Given data
○ ○ ○ ○ ○

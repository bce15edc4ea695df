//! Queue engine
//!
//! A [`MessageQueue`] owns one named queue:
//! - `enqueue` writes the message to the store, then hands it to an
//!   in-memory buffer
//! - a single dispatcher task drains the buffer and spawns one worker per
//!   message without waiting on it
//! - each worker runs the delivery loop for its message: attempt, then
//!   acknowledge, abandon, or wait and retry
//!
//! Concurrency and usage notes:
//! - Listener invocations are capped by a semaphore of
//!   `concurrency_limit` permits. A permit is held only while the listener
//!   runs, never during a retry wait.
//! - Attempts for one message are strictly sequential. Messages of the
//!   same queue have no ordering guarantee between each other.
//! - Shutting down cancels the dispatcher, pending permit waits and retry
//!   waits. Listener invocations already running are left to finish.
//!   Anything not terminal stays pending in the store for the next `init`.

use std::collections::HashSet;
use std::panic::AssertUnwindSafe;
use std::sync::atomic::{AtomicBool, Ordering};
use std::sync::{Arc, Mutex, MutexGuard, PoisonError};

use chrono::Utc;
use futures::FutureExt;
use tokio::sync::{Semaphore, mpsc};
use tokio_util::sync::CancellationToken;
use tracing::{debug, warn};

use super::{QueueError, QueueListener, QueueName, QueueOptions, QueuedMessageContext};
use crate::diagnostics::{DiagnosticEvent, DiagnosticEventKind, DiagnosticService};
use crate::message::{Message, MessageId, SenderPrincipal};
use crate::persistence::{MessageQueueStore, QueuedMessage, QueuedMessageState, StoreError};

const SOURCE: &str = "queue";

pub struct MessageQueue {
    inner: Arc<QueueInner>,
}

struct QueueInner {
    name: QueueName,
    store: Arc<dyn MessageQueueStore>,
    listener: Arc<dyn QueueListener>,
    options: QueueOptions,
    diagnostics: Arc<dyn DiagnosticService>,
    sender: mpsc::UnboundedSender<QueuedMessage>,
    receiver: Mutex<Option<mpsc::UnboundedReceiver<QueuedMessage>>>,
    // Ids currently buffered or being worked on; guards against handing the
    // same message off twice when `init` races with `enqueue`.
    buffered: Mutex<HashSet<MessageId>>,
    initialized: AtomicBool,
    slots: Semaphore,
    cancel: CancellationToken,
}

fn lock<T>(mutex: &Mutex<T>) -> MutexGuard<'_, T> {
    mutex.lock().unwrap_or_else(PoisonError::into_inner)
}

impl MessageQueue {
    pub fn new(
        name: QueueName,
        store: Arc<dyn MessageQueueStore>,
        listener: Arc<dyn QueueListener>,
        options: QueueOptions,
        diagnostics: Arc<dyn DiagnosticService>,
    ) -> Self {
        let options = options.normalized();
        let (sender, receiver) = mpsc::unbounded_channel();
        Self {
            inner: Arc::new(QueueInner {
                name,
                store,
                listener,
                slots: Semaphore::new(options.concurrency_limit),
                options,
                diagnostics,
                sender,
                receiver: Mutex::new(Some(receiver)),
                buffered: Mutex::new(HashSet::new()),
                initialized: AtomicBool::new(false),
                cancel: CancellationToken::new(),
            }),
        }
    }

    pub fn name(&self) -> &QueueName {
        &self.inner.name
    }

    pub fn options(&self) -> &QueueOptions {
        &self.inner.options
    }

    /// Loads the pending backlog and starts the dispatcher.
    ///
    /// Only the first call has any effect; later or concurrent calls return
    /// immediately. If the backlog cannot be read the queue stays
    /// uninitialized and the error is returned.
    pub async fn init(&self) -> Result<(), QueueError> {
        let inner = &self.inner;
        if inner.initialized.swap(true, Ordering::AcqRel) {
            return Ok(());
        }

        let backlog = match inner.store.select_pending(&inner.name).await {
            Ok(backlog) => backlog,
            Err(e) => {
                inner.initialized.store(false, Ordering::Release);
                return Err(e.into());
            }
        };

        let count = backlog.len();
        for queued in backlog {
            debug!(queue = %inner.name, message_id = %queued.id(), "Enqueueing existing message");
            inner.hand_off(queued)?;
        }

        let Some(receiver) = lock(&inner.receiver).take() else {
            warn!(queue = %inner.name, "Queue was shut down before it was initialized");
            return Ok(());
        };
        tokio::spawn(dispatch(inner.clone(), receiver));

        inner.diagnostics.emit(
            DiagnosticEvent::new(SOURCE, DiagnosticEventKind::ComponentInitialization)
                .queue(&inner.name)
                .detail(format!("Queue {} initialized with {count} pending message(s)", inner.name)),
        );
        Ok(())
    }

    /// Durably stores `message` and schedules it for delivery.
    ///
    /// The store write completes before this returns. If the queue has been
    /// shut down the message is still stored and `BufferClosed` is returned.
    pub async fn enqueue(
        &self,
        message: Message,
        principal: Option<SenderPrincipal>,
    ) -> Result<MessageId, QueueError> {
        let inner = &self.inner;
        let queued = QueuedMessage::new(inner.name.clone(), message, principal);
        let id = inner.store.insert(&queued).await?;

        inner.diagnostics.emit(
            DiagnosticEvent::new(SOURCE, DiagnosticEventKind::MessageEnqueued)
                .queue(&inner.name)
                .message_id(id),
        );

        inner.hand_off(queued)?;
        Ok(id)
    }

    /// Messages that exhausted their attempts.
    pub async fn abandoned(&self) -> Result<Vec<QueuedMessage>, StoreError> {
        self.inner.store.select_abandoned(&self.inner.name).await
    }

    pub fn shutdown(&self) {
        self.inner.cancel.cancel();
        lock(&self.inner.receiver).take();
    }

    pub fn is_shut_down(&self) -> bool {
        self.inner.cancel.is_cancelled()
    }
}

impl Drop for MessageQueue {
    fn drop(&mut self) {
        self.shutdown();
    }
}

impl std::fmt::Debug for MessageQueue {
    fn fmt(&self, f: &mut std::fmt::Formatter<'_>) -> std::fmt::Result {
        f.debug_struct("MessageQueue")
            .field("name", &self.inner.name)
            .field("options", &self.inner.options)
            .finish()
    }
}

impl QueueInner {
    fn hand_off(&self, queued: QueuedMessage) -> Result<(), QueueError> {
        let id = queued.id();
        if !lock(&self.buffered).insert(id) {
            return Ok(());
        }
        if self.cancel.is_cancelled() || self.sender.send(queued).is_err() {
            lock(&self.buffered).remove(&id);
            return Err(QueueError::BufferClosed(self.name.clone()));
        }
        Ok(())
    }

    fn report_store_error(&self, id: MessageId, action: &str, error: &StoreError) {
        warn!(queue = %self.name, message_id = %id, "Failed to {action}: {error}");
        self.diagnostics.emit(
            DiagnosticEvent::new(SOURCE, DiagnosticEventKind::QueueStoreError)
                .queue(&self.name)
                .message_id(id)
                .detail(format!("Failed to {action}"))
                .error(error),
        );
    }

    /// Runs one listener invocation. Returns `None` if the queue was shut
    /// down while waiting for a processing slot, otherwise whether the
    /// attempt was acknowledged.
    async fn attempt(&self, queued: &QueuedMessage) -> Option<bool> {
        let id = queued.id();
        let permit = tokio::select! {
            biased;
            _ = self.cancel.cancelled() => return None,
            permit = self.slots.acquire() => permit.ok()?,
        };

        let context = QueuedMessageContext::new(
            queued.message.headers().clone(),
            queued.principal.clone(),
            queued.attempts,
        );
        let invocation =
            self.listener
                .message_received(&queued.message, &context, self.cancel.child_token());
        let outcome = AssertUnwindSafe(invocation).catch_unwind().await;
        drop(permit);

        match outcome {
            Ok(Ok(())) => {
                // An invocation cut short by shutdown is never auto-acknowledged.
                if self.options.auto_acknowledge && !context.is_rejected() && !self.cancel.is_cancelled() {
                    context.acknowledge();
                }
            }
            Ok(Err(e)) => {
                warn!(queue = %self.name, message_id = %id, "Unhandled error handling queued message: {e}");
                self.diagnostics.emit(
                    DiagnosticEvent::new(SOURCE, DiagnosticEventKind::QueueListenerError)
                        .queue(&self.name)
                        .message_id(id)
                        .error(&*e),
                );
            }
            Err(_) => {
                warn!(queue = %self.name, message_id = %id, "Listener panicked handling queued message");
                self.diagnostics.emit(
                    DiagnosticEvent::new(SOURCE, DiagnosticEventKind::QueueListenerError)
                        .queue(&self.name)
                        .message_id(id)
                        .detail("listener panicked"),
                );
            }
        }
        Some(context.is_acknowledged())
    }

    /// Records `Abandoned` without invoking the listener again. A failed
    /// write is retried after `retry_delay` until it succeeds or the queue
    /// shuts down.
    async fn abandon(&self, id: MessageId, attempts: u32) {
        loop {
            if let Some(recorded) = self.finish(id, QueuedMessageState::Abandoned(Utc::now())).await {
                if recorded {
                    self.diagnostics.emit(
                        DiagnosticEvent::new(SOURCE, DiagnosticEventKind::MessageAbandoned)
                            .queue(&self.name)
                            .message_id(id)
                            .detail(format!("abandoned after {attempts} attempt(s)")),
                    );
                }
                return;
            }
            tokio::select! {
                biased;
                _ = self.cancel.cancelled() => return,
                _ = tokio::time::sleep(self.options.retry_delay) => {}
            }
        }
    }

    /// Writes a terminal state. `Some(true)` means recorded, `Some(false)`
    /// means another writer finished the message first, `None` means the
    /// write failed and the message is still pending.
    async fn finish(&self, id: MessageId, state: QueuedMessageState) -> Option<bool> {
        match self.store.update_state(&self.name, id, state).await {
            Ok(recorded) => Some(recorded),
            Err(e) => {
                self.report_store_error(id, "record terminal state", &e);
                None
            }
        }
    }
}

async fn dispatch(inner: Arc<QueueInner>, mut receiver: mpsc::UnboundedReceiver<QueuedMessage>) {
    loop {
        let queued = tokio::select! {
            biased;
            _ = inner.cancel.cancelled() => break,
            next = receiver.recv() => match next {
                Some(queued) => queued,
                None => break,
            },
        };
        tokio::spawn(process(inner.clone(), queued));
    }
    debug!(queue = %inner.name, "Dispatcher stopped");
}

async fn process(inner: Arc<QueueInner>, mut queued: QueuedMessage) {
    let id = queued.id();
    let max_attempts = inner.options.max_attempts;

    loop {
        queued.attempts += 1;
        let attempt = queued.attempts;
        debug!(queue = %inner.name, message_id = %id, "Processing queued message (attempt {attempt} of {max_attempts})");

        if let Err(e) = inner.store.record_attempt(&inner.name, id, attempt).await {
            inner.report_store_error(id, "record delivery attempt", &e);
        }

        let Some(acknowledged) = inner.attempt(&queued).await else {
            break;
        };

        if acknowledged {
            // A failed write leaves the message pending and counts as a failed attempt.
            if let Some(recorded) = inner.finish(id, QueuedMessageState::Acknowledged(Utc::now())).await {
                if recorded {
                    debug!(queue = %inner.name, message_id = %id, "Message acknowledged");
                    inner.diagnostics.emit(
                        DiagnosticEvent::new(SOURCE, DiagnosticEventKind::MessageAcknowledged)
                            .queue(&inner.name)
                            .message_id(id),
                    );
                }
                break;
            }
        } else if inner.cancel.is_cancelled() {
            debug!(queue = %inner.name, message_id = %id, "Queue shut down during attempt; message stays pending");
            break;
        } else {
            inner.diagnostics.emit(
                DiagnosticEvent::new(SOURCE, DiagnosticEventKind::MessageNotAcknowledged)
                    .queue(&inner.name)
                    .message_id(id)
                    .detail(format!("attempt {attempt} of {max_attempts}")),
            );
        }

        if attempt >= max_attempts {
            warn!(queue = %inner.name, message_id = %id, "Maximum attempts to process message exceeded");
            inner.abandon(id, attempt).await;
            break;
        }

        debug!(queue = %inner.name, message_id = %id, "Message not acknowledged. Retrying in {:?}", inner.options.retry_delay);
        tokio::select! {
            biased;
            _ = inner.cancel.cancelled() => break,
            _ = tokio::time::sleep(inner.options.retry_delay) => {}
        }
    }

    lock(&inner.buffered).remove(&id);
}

○ ○ ○ ○ ○

Your task
Please count the lines of the material above that contain "detail", and give only the number.

Answer to this task
5